本発明は、電動車両の制御方法及び制御装置に関する。
特許文献1は、モータの駆動軸に接続される動力伝達機構の特性をモデル化した車両モデルを用いて、駆動軸ねじり振動を抑制する電動車両の制御装置が開示されている。この電動車両の制御装置では、モータトルクが駆動軸に伝達されないギヤバックラッシュ特性を模擬した不感帯区間を有する車両モデルを用いている。これにより、ギヤバックラッシュ発生時にも駆動軸ねじり振動を抑制できるようにしている。
WO2013/157315
特許文献1に記載の電動車両の制御装置では、生産時におけるギヤバックラッシュ特性のばらつきや、摩耗等によるギヤの経年劣化により、車両の実際のバックラッシュ特性(ギヤバックラッシュが生じている区間)と、車両モデルの不感帯区間との間に乖離が生じ、駆動軸ねじり振動の抑制効果が低下する虞がある。
本発明は上記課題に鑑みたものであり、駆動軸ねじり振動の抑制効果を向上した電動車両の制御方法及び制御装置を提供することを目的とする。

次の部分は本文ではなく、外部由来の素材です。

//! candela-binance
//!
//! Thin shim over the public Binance spot `/api/v3/klines` endpoint.
#![warn(missing_docs)]

/// Builder for [`BinanceConnector`].
pub mod builder;
mod wire;

use std::sync::Arc;

use async_trait::async_trait;

use candela_core::probe::{self, probe_request};
use candela_core::{
    AdapterCache, BINANCE_TIMEFRAMES, CandelaError, Candle, CandleConnector, FetchRequest,
    StatsCollector, normalize_series,
};

pub use builder::BinanceConnectorBuilder;

/// Public REST root.
pub const DEFAULT_BASE_URL: &str = "https://api.binance.com";
/// Most klines Binance returns per call.
pub const MAX_KLINES: usize = 1000;

/// Binance spot klines connector.
pub struct BinanceConnector {
    http: reqwest::Client,
    base_url: String,
    cache: AdapterCache,
    stats: Arc<StatsCollector>,
}

impl std::fmt::Debug for BinanceConnector {
    fn fmt(&self, f: &mut std::fmt::Formatter<'_>) -> std::fmt::Result {
        f.debug_struct("BinanceConnector")
            .field("base_url", &self.base_url)
            .field("cache", &self.cache)
            .finish_non_exhaustive()
    }
}

impl BinanceConnector {
    /// Provider name reported in logs, statistics and errors.
    pub const NAME: &'static str = "Binance";

    async fn fetch_klines(
        &self,
        req: &FetchRequest,
        interval: &str,
    ) -> Result<Vec<Candle>, CandelaError> {
        let url = format!("{}/api/v3/klines", self.base_url.trim_end_matches('/'));
        let mut query: Vec<(&str, String)> = vec![
            ("symbol", req.symbol.clone()),
            ("interval", interval.to_string()),
            ("limit", req.limit.min(MAX_KLINES).to_string()),
        ];
        if let Some(start) = req.start {
            query.push(("startTime", start.to_string()));
        }
        if let Some(end) = req.end {
            query.push(("endTime", end.to_string()));
        }

        #[cfg(feature = "tracing")]
        tracing::debug!(%url, ?query, "requesting Binance klines");

        self.stats.record_request(Self::NAME, req.timeframe.minutes());
        let resp = self
            .http
            .get(&url)
            .query(&query)
            .send()
            .await
            .map_err(|e| CandelaError::connector(Self::NAME, e.to_string()))?;

        let status = resp.status();
        let body = resp
            .bytes()
            .await
            .map_err(|e| CandelaError::connector(Self::NAME, e.to_string()))?;

        if status == reqwest::StatusCode::BAD_REQUEST {
            if let Ok(api) = serde_json::from_slice::<wire::ApiError>(&body) {
                if api.code == wire::INVALID_SYMBOL {
                    return Ok(Vec::new());
                }
                return Err(CandelaError::connector(
                    Self::NAME,
                    format!("API error {}: {}", api.code, api.msg),
                ));
            }
        }
        if !status.is_success() {
            return Err(CandelaError::connector(Self::NAME, format!("HTTP {status}")));
        }

        let candles = serde_json::from_slice::<Vec<wire::Kline>>(&body)?
            .into_iter()
            .map(Candle::try_from)
            .collect::<Result<Vec<_>, _>>()?;
        Ok(normalize_series(candles, req.limit))
    }

    async fn probe(&self, req: &FetchRequest) -> Result<Vec<Candle>, CandelaError> {
        let probe = self.fetch_klines(&probe_request(req), "1d").await;
        probe::resolve_probe(&BINANCE_TIMEFRAMES, req, probe)
    }

    async fn fetch_uncached(&self, req: &FetchRequest) -> Result<Vec<Candle>, CandelaError> {
        let Some(interval) = BINANCE_TIMEFRAMES.token(req.timeframe.minutes()) else {
            return self.probe(req).await;
        };
        let candles = self.fetch_klines(req, interval).await?;
        if probe::needs_probe(req, candles.len()) {
            return self.probe(req).await;
        }
        Ok(candles)
    }

    /// Drop every cached series.
    pub fn clear_cache(&self) {
        self.cache.clear();
    }
}

#[async_trait]
impl CandleConnector for BinanceConnector {
    fn name(&self) -> &'static str {
        Self::NAME
    }

    #[cfg_attr(
        feature = "tracing",
        tracing::instrument(
            name = "candela_binance::fetch",
            skip(self, req),
            fields(symbol = %req.symbol, timeframe = %req.timeframe, limit = req.limit),
        )
    )]
    async fn fetch(&self, req: &FetchRequest) -> Result<Arc<[Candle]>, CandelaError> {
        self.cache
            .get_or_fetch(Self::NAME, req, &self.stats, || self.fetch_uncached(req))
            .await
    }
}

本発明の一態様によれば、車両情報に基づいて設定されるトルク目標値に基づいてトルク指令値を算出し、トルク指令値に基づいて駆動輪につながるモータのトルクを制御する電動車両の制御方法が提供される。この電動車両の制御方法は、トルク目標値と、モータの駆動軸に接続される動力伝達機構の特性をモデル化した車両モデルから出力される駆動軸ねじり角速度とを用いたフィードフォワード演算により第1のトルク指令値を演算する工程と、モータの回転数を検出し、当該検出値に基づくフィードバック演算により第2のトルク指令値を演算する工程と、第1のトルク指令値と第2のトルク指令値とを加算して最終トルク指令値を得る工程と、最終トルク指令値に従ってモータトルクを制御する工程と、を含む。車両モデルは、モータトルクが駆動軸に伝達されないギヤバックラッシュを模擬した区間であって、トルク目標値に基づき推定される不感帯区間を含む。そして、電動車両の制御方法は、トルク目標値に基づき不感帯区間を跨いでモータのトルクが上昇または減少するかを推定するトルク変化方向の推定を行い、第2のトルク指令値とトルク変化方向に基づき、不感帯区間を補正する補正処理を実行する。
本発明によれば、車両モデルの不感帯区間は、第2のトルク指令値とトルク変化方向に基づき補正される。これにより、車両の実際のバックラッシュ特性と、車両モデルの不感帯区間との乖離を小さくすることができ、バックラッシュ発生時においても駆動軸ねじり振動による車両の振動や騒音を抑制することができる。即ち、駆動軸ねじり振動の抑制効果が向上する。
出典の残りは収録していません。